Un fait a trois caractéristiques. Premièrement, il se constate et s'impose à tous. Que cela plaise ou non, il y a depuis mille ans des cathédrales dans les villes de France, des œuvres d'art sacré dans les musées, du gospel et de la soul musicà la radio, des fêtes au calendrier et des façons différentes de décompter le temps à travers la planète. Pouvons-nous nous boucher les oreilles et fermer les yeux devant le monde tel qu'il est ? Pouvons-nous refuser d'écrire sur notre agenda, sous prétexte que nous n'avons aucune raison objective de prendre pour l'an zéro la date probablement erronée de la naissance de Jésus ?

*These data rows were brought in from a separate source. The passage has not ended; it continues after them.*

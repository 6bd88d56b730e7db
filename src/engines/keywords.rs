//! Name-based heuristics shared by the classifier and the matrix builder.
//!
//! Mod names are the only metadata available for pairs nobody has tested
//! yet, so categories, complexity and conflict potential are all read off
//! keywords in the name. Keywords of three characters or fewer (`hd`, `4k`,
//! `ui`) must match a whole word; longer ones match anywhere.

use regex::Regex;
use serde::{Deserialize, Serialize};
use std::collections::HashSet;
use std::fmt;
use std::sync::OnceLock;

#[derive(Debug, Clone, Copy, PartialEq, Eq, PartialOrd, Ord, Hash, Serialize, Deserialize)]
#[serde(rename_all = "lowercase")]
pub enum ModCategory {
    Texture,
    Utility,
    Gameplay,
    Environment,
    Audio,
    Other,
}

impl ModCategory {
    pub fn as_str(&self) -> &'static str {
        match self {
            ModCategory::Texture => "texture",
            ModCategory::Utility => "utility",
            ModCategory::Gameplay => "gameplay",
            ModCategory::Environment => "environment",
            ModCategory::Audio => "audio",
            ModCategory::Other => "other",
        }
    }
}

impl fmt::Display for ModCategory {
    fn fmt(&self, f: &mut fmt::Formatter<'_>) -> fmt::Result {
        f.write_str(self.as_str())
    }
}

// First match wins
const CATEGORY_KEYWORDS: &[(ModCategory, &[&str])] = &[
    (
        ModCategory::Texture,
        &["texture", "visual", "graphics", "hd", "2k", "4k"],
    ),
    (
        ModCategory::Utility,
        &["utility", "script", "skse", "bugfix", "patch", "compatibility"],
    ),
    (
        ModCategory::Gameplay,
        &["gameplay", "quest", "story", "npc", "combat", "magic", "perk"],
    ),
    (
        ModCategory::Environment,
        &["weather", "lighting", "environment", "landscape", "world", "nature", "plants"],
    ),
    (
        ModCategory::Audio,
        &["sound", "music", "voice", "audio", "sfx"],
    ),
];

const COMPLEXITY_KEYWORDS: &[&str] = &[
    "total",
    "complete",
    "overhaul",
    "redux",
    "remaster",
    "enhanced",
    "ultimate",
    "professional",
    "deluxe",
    "premium",
];

const SCRIPT_KEYWORDS: &[&str] = &["script", "skse", "papyrus", "quest", "dialogue", "magic"];

const ASSET_KEYWORDS: &[&str] = &["texture", "mesh", "model", "visual", "hd", "2k", "4k"];

static WORD_SPLIT: OnceLock<Regex> = OnceLock::new();

fn word_split() -> &'static Regex {
    WORD_SPLIT.get_or_init(|| Regex::new(r"\W+").expect("Invalid word split regex"))
}

/// Lower-cased words of a mod name, split on any non-word character
pub fn words(name: &str) -> Vec<String> {
    word_split()
        .split(&name.to_lowercase())
        .filter(|word| !word.is_empty())
        .map(str::to_string)
        .collect()
}

/// True if `name` carries `keyword` under the short-keyword rule
pub fn has_keyword(name: &str, keyword: &str) -> bool {
    let lower = name.to_lowercase();
    if keyword.len() <= 3 {
        words(&lower).iter().any(|word| word == keyword)
    } else {
        lower.contains(keyword)
    }
}

/// True if `name` carries any of `keywords`
pub fn has_any(name: &str, keywords: &[&str]) -> bool {
    keywords.iter().any(|keyword| has_keyword(name, keyword))
}

pub fn categorize(name: &str) -> ModCategory {
    CATEGORY_KEYWORDS
        .iter()
        .find(|(_, keywords)| has_any(name, keywords))
        .map(|(category, _)| *category)
        .unwrap_or(ModCategory::Other)
}

/// Both mods fall in the same known category
pub fn same_category(a: &str, b: &str) -> bool {
    let category = categorize(a);
    category != ModCategory::Other && category == categorize(b)
}

fn jaccard(a: &HashSet<String>, b: &HashSet<String>) -> f64 {
    let union = a.union(b).count();
    if union == 0 {
        return 0.0;
    }
    a.intersection(b).count() as f64 / union as f64
}

/// Jaccard similarity over lower-cased, whitespace-separated tokens
pub fn name_similarity(a: &str, b: &str) -> f64 {
    let tokens = |name: &str| -> HashSet<String> {
        name.to_lowercase()
            .split_whitespace()
            .map(str::to_string)
            .collect()
    };
    jaccard(&tokens(a), &tokens(b))
}

/// Jaccard similarity over words split on punctuation as well as whitespace
pub fn word_similarity(a: &str, b: &str) -> f64 {
    let a: HashSet<String> = words(a).into_iter().collect();
    let b: HashSet<String> = words(b).into_iter().collect();
    jaccard(&a, &b)
}

/// Longest common contiguous substring, relative to the longer name
pub fn name_overlap(a: &str, b: &str) -> f64 {
    let a: Vec<char> = a.to_lowercase().chars().collect();
    let b: Vec<char> = b.to_lowercase().chars().collect();
    let longest_name = a.len().max(b.len());
    if longest_name == 0 {
        return 0.0;
    }

    // Rolling row of the classic DP table
    let mut previous = vec![0usize; b.len() + 1];
    let mut longest = 0;
    for &ca in &a {
        let mut current = vec![0usize; b.len() + 1];
        for (j, &cb) in b.iter().enumerate() {
            if ca == cb {
                current[j + 1] = previous[j] + 1;
                longest = longest.max(current[j + 1]);
            }
        }
        previous = current;
    }

    longest as f64 / longest_name as f64
}

/// 0.2 per complexity keyword, capped at 1
pub fn complexity(name: &str) -> f64 {
    let matches = COMPLEXITY_KEYWORDS
        .iter()
        .filter(|keyword| has_keyword(name, keyword))
        .count();
    (matches as f64 * 0.2).min(1.0)
}

pub fn has_scripts(name: &str) -> bool {
    has_any(name, SCRIPT_KEYWORDS)
}

pub fn has_assets(name: &str) -> bool {
    has_any(name, ASSET_KEYWORDS)
}

/// Likelihood that two mods fight over the same scripts
pub fn script_conflict_potential(a: &str, b: &str) -> f64 {
    match (has_scripts(a), has_scripts(b)) {
        (true, true) => 0.8,
        (true, false) | (false, true) => 0.4,
        (false, false) => 0.1,
    }
}

/// Likelihood that two mods overwrite the same meshes or textures
pub fn asset_conflict_potential(a: &str, b: &str) -> f64 {
    match (has_assets(a), has_assets(b)) {
        (true, true) => 0.7,
        (true, false) | (false, true) => 0.3,
        (false, false) => 0.05,
    }
}

pub fn is_enb(name: &str) -> bool {
    has_keyword(name, "enb")
}

pub fn is_skse(name: &str) -> bool {
    has_keyword(name, "skse")
}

Deuxièmement, un fait ne préjuge ni de sa nature, ni du statut moral ou épistémologique à lui accorder. Superstition, superstructure, facteur explicatif de l'histoire ou fausse conscience des acteurs ? Ces interrogations relèveront du débat philosophique. Elles doivent être formulées, mais elles supposent d'abord la prise en considération d'un matériau empirique, qu'il s'agisse d'un vitrail, d'un poème, d'un massacre, d'une route de pèlerinage ou d'une œuvre de charité. Prendre acte n'est pas prendre parti.

Troisièmement, un fait est englobant. Il ne privilégie aucune religion particulière, considérée comme plus " vraie " ou plus recommandable que les autres. Il est vrai que nos programmes d'histoire rencontrent en priorité les religions abrahamiques, mais ils donnent également une place au siècle des Lumières et ne négligent pas les religions de l'Antiquité et de l'Asie. En effet, l'hindouisme, le bouddhisme, les religions chinoises, comme les traditions animistes africaines, sont parties prenantes, sur un strict pied d'égalité, au grand arc des phénomènes humains qu'il nous faut embrasser, sans nombrilisme ni ethnocentrisme.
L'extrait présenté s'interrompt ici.